Goal of the exercise:
What is needed is an exact retyping of the records below, from the first line through the line that contains "pub fn bus(&self)".

[Saved data entries]

Content starts

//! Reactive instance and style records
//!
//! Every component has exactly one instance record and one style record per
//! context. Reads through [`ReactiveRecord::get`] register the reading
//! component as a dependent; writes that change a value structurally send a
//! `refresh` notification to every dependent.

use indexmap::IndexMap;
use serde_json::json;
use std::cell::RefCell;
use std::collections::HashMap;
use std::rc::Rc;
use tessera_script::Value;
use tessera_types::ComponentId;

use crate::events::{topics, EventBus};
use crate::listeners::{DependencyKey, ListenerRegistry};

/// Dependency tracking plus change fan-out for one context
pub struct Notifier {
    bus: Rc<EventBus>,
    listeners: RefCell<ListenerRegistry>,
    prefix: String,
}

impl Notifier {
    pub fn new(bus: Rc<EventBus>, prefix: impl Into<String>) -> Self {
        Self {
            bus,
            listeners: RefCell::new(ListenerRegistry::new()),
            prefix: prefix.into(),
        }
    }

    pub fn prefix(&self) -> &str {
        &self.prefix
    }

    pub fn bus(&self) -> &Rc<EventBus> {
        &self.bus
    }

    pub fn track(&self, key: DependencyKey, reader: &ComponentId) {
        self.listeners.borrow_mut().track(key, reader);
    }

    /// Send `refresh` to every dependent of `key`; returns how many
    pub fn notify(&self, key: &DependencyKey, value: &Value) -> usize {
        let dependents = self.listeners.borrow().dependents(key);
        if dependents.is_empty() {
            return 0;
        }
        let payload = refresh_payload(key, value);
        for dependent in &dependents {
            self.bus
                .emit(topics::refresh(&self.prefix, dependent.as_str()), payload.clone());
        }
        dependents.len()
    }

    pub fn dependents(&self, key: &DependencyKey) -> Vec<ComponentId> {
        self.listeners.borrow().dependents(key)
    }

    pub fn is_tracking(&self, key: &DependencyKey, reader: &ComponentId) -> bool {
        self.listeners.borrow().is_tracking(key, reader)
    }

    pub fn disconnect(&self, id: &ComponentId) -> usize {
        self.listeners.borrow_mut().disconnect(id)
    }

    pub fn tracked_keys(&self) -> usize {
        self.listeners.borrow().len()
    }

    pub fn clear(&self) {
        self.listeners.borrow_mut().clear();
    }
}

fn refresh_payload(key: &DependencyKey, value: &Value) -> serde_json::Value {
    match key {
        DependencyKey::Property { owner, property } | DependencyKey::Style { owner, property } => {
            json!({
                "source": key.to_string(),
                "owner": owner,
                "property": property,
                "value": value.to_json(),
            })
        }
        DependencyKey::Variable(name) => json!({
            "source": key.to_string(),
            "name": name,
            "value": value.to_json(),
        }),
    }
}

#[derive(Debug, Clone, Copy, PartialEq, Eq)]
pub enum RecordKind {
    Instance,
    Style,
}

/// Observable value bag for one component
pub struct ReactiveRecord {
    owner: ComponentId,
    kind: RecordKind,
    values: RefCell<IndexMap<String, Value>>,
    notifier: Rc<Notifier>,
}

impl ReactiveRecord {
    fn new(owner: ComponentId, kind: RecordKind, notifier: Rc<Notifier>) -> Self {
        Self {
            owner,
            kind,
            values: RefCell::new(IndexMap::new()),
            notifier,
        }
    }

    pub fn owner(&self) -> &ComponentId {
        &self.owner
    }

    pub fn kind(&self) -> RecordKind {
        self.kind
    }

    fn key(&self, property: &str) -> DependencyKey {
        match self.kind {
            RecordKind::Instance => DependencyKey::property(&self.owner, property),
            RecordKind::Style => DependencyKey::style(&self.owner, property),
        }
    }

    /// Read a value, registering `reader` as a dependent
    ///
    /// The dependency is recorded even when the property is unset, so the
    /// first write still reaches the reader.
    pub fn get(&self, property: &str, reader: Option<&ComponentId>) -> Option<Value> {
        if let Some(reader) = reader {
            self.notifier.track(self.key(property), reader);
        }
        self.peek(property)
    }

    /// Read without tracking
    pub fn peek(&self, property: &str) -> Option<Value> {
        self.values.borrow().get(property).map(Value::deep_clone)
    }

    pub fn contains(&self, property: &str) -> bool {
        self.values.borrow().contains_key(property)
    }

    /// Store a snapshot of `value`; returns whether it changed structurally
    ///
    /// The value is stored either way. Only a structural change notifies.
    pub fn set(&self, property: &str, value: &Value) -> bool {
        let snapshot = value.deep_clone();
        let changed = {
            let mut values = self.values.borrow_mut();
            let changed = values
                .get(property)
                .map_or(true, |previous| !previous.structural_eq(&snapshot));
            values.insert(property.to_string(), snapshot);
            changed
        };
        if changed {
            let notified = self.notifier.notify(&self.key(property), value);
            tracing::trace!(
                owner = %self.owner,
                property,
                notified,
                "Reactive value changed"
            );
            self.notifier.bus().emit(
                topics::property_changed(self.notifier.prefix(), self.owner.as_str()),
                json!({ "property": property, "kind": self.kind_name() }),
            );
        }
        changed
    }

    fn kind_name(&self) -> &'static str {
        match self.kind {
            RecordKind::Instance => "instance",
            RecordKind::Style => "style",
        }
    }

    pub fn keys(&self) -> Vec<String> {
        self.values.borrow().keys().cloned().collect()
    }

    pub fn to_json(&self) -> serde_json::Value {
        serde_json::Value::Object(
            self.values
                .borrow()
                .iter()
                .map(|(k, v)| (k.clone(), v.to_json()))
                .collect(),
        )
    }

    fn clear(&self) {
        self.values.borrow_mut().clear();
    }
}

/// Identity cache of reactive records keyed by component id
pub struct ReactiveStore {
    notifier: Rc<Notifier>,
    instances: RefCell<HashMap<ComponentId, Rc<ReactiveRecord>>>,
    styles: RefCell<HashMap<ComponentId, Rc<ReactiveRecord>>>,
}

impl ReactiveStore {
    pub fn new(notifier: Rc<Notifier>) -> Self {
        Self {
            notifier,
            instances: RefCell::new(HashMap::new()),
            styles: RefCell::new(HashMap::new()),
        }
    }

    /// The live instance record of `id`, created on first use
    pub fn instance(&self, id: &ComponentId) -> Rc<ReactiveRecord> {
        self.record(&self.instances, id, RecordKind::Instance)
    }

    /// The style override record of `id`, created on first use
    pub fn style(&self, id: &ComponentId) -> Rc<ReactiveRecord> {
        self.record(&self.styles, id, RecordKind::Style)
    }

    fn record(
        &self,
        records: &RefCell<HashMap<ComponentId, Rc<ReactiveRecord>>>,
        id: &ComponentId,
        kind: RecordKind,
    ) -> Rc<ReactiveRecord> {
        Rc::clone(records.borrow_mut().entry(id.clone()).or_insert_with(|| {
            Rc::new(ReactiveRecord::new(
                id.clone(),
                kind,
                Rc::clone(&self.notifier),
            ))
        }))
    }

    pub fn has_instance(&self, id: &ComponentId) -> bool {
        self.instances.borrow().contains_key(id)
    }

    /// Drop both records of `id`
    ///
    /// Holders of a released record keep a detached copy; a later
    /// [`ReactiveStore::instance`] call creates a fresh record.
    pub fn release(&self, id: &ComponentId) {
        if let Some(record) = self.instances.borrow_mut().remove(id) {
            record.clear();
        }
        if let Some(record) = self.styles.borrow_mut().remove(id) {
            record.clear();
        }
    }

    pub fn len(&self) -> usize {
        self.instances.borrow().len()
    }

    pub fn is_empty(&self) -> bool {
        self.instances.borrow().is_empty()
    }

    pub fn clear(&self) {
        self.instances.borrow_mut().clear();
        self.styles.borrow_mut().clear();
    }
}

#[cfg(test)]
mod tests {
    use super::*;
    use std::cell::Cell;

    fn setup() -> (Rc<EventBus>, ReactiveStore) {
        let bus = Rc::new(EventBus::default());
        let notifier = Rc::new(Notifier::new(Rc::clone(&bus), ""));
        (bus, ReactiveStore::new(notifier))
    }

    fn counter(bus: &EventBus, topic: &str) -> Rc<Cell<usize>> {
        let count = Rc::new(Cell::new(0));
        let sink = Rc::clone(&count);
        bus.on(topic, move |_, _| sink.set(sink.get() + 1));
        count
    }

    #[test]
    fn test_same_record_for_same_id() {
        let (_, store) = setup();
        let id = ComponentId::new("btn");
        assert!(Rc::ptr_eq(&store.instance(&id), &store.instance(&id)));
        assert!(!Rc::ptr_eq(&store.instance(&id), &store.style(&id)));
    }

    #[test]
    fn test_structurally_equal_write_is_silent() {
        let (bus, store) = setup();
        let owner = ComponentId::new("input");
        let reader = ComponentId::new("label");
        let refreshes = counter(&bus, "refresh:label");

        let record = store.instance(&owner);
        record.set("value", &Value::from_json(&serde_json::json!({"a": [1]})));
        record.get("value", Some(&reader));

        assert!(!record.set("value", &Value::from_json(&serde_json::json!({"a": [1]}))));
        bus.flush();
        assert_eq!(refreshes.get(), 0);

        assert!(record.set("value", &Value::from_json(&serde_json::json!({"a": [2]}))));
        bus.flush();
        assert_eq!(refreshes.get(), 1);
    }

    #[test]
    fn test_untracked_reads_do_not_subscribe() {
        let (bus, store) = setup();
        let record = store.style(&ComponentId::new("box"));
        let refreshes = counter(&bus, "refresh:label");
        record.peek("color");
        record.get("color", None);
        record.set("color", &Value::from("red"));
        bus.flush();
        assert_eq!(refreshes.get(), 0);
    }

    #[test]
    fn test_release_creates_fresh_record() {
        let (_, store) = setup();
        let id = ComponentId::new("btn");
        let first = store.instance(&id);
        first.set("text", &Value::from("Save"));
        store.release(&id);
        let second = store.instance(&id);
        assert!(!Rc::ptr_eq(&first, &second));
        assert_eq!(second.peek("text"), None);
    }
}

Content ends

Exercise answer:
//! Reactive instance and style records
//!
//! Every component has exactly one instance record and one style record per
//! context. Reads through [`ReactiveRecord::get`] register the reading
//! component as a dependent; writes that change a value structurally send a
//! `refresh` notification to every dependent.

use indexmap::IndexMap;
use serde_json::json;
use std::cell::RefCell;
use std::collections::HashMap;
use std::rc::Rc;
use tessera_script::Value;
use tessera_types::ComponentId;

use crate::events::{topics, EventBus};
use crate::listeners::{DependencyKey, ListenerRegistry};

/// Dependency tracking plus change fan-out for one context
pub struct Notifier {
    bus: Rc<EventBus>,
    listeners: RefCell<ListenerRegistry>,
    prefix: String,
}

impl Notifier {
    pub fn new(bus: Rc<EventBus>, prefix: impl Into<String>) -> Self {
        Self {
            bus,
            listeners: RefCell::new(ListenerRegistry::new()),
            prefix: prefix.into(),
        }
    }

    pub fn prefix(&self) -> &str {
        &self.prefix
    }

    pub fn bus(&self) -> &Rc<EventBus> {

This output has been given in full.